### Entries taken from a collection
┌────────
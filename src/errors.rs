use axum::http::{header, StatusCode};
use axum::response::{IntoResponse, Response};
use serde::Serialize;

use crate::models::SlotStatus;
use crate::services::validation::FieldError;

/// Stable, client-visible outcome codes.
#[derive(Debug, Clone, Copy, PartialEq, Eq, Serialize)]
#[serde(rename_all = "SCREAMING_SNAKE_CASE")]
pub enum ErrorCode {
    NotFound,
    AlreadyBooked,
    NotOnlineBookable,
    ExpressNotYetAvailable,
    InvalidState,
    CapacityExceeded,
    NoOnlineSlots,
    RetryLater,
    Busy,
    RateLimited,
    ValidationError,
    Internal,
}

impl ErrorCode {
    pub fn status(&self) -> StatusCode {
        match self {
            ErrorCode::ValidationError => StatusCode::BAD_REQUEST,
            ErrorCode::NotFound => StatusCode::NOT_FOUND,
            ErrorCode::AlreadyBooked
            | ErrorCode::InvalidState
            | ErrorCode::CapacityExceeded
            | ErrorCode::NoOnlineSlots
            | ErrorCode::RetryLater
            | ErrorCode::Busy => StatusCode::CONFLICT,
            ErrorCode::NotOnlineBookable | ErrorCode::ExpressNotYetAvailable => {
                StatusCode::UNPROCESSABLE_ENTITY
            }
            ErrorCode::RateLimited => StatusCode::TOO_MANY_REQUESTS,
            ErrorCode::Internal => StatusCode::INTERNAL_SERVER_ERROR,
        }
    }
}

/// Reasons a booking attempt did not produce a booking.
///
/// Everything except `Internal` is a business outcome: the store was left
/// untouched and the message is safe to show to the client as-is.
#[derive(Debug, thiserror::Error)]
pub enum BookingError {
    #[error("Slot not found")]
    NotFound,

    #[error("This slot is already booked")]
    AlreadyBooked,

    #[error("This slot cannot be booked online")]
    NotOnlineBookable,

    #[error("Express slots can only be booked after 6:00 AM on the same day")]
    ExpressNotYetAvailable,

    #[error("Slot is {} and cannot be booked", .0.as_str().to_lowercase())]
    InvalidState(SlotStatus),

    #[error("This date is nearly fully booked, please choose another date")]
    CapacityExceeded,

    #[error("No online slots are available for this date")]
    NoOnlineSlots,

    #[error("Slots for this date are in high demand, please try again")]
    RetryLater,

    #[error("Another booking for this date is in progress, please try again")]
    Busy,

    #[error("internal error: {0}")]
    Internal(#[from] anyhow::Error),
}

impl BookingError {
    pub fn code(&self) -> ErrorCode {
        match self {
            BookingError::NotFound => ErrorCode::NotFound,
            BookingError::AlreadyBooked => ErrorCode::AlreadyBooked,
            BookingError::NotOnlineBookable => ErrorCode::NotOnlineBookable,
            BookingError::ExpressNotYetAvailable => ErrorCode::ExpressNotYetAvailable,
            BookingError::InvalidState(_) => ErrorCode::InvalidState,
            BookingError::CapacityExceeded => ErrorCode::CapacityExceeded,
            BookingError::NoOnlineSlots => ErrorCode::NoOnlineSlots,
            BookingError::RetryLater => ErrorCode::RetryLater,
            BookingError::Busy => ErrorCode::Busy,
            BookingError::Internal(_) => ErrorCode::Internal,
        }
    }

    /// The slot changed between listing and the point read.
    pub fn is_stale(&self) -> bool {
        matches!(
            self,
            BookingError::NotFound | BookingError::AlreadyBooked | BookingError::InvalidState(_)
        )
    }
}

impl From<rusqlite::Error> for BookingError {
    fn from(e: rusqlite::Error) -> Self {
        BookingError::Internal(e.into())
    }
}

#[derive(Debug, thiserror::Error)]
pub enum AppError {
    #[error(transparent)]
    Booking(#[from] BookingError),

    #[error("validation error")]
    Validation(Vec<FieldError>),

    #[error("not found: {0}")]
    NotFound(String),

    #[error("rate limited: retry after {retry_after_secs}s")]
    RateLimited { limit: u64, retry_after_secs: u64 },

    #[error("request timed out")]
    Timeout,

    #[error("internal error: {0}")]
    Internal(#[from] anyhow::Error),
}

impl AppError {
    pub fn code(&self) -> ErrorCode {
        match self {
            AppError::Booking(e) => e.code(),
            AppError::Validation(_) => ErrorCode::ValidationError,
            AppError::NotFound(_) => ErrorCode::NotFound,
            AppError::RateLimited { .. } => ErrorCode::RateLimited,
            AppError::Timeout | AppError::Internal(_) => ErrorCode::Internal,
        }
    }
}

impl IntoResponse for AppError {
    fn into_response(self) -> Response {
        let code = self.code();
        let status = code.status();

        let body = match &self {
            AppError::Booking(BookingError::Internal(e)) | AppError::Internal(e) => {
                tracing::error!(error = %e, "request failed");
                serde_json::json!({
                    "success": false,
                    "error": "Internal Server Error",
                    "code": code,
                    "message": "An unexpected error occurred",
                })
            }
            AppError::Booking(e) => serde_json::json!({
                "success": false,
                "error": "Booking Failed",
                "code": code,
                "message": e.to_string(),
            }),
            AppError::Validation(details) => serde_json::json!({
                "success": false,
                "error": "Validation Error",
                "code": code,
                "message": "Invalid request data",
                "details": details,
            }),
            AppError::NotFound(what) => serde_json::json!({
                "success": false,
                "error": "Not Found",
                "code": code,
                "message": format!("{what} not found"),
            }),
            AppError::RateLimited {
                limit,
                retry_after_secs,
            } => {
                let body = serde_json::json!({
                    "success": false,
                    "error": "Too Many Requests",
                    "code": code,
                    "message": format!("Rate limit exceeded. Maximum {limit} requests per window."),
                    "retryAfter": retry_after_secs,
                });
                return (
                    status,
                    [(header::RETRY_AFTER, retry_after_secs.to_string())],
                    axum::Json(body),
                )
                    .into_response();
            }
            AppError::Timeout => {
                tracing::warn!("request timed out");
                serde_json::json!({
                    "success": false,
                    "error": "Internal Server Error",
                    "code": code,
                    "message": "The request timed out, please try again",
                })
            }
        };

        (status, axum::Json(body)).into_response()
    }
}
└────────
### Exercise instructions
Print, exactly as written, the first line of the records above and each line after it until the line with "slots can only", which is printed too.

### Solution
filename src/errors.rs
use axum::http::{header, StatusCode};
use axum::response::{IntoResponse, Response};
use serde::Serialize;

use crate::models::SlotStatus;
use crate::services::validation::FieldError;

/// Stable, client-visible outcome codes.
#[derive(Debug, Clone, Copy, PartialEq, Eq, Serialize)]
#[serde(rename_all = "SCREAMING_SNAKE_CASE")]
pub enum ErrorCode {
    NotFound,
    AlreadyBooked,
    NotOnlineBookable,
    ExpressNotYetAvailable,
    InvalidState,
    CapacityExceeded,
    NoOnlineSlots,
    RetryLater,
    Busy,
    RateLimited,
    ValidationError,
    Internal,
}

impl ErrorCode {
    pub fn status(&self) -> StatusCode {
        match self {
            ErrorCode::ValidationError => StatusCode::BAD_REQUEST,
            ErrorCode::NotFound => StatusCode::NOT_FOUND,
            ErrorCode::AlreadyBooked
            | ErrorCode::InvalidState
            | ErrorCode::CapacityExceeded
            | ErrorCode::NoOnlineSlots
            | ErrorCode::RetryLater
            | ErrorCode::Busy => StatusCode::CONFLICT,
            ErrorCode::NotOnlineBookable | ErrorCode::ExpressNotYetAvailable => {
                StatusCode::UNPROCESSABLE_ENTITY
            }
            ErrorCode::RateLimited => StatusCode::TOO_MANY_REQUESTS,
            ErrorCode::Internal => StatusCode::INTERNAL_SERVER_ERROR,
        }
    }
}

/// Reasons a booking attempt did not produce a booking.
///
/// Everything except `Internal` is a business outcome: the store was left
/// untouched and the message is safe to show to the client as-is.
#[derive(Debug, thiserror::Error)]
pub enum BookingError {
    #[error("Slot not found")]
    NotFound,

    #[error("This slot is already booked")]
    AlreadyBooked,

    #[error("This slot cannot be booked online")]
    NotOnlineBookable,

    #[error("Express slots can only be booked after 6:00 AM on the same day")]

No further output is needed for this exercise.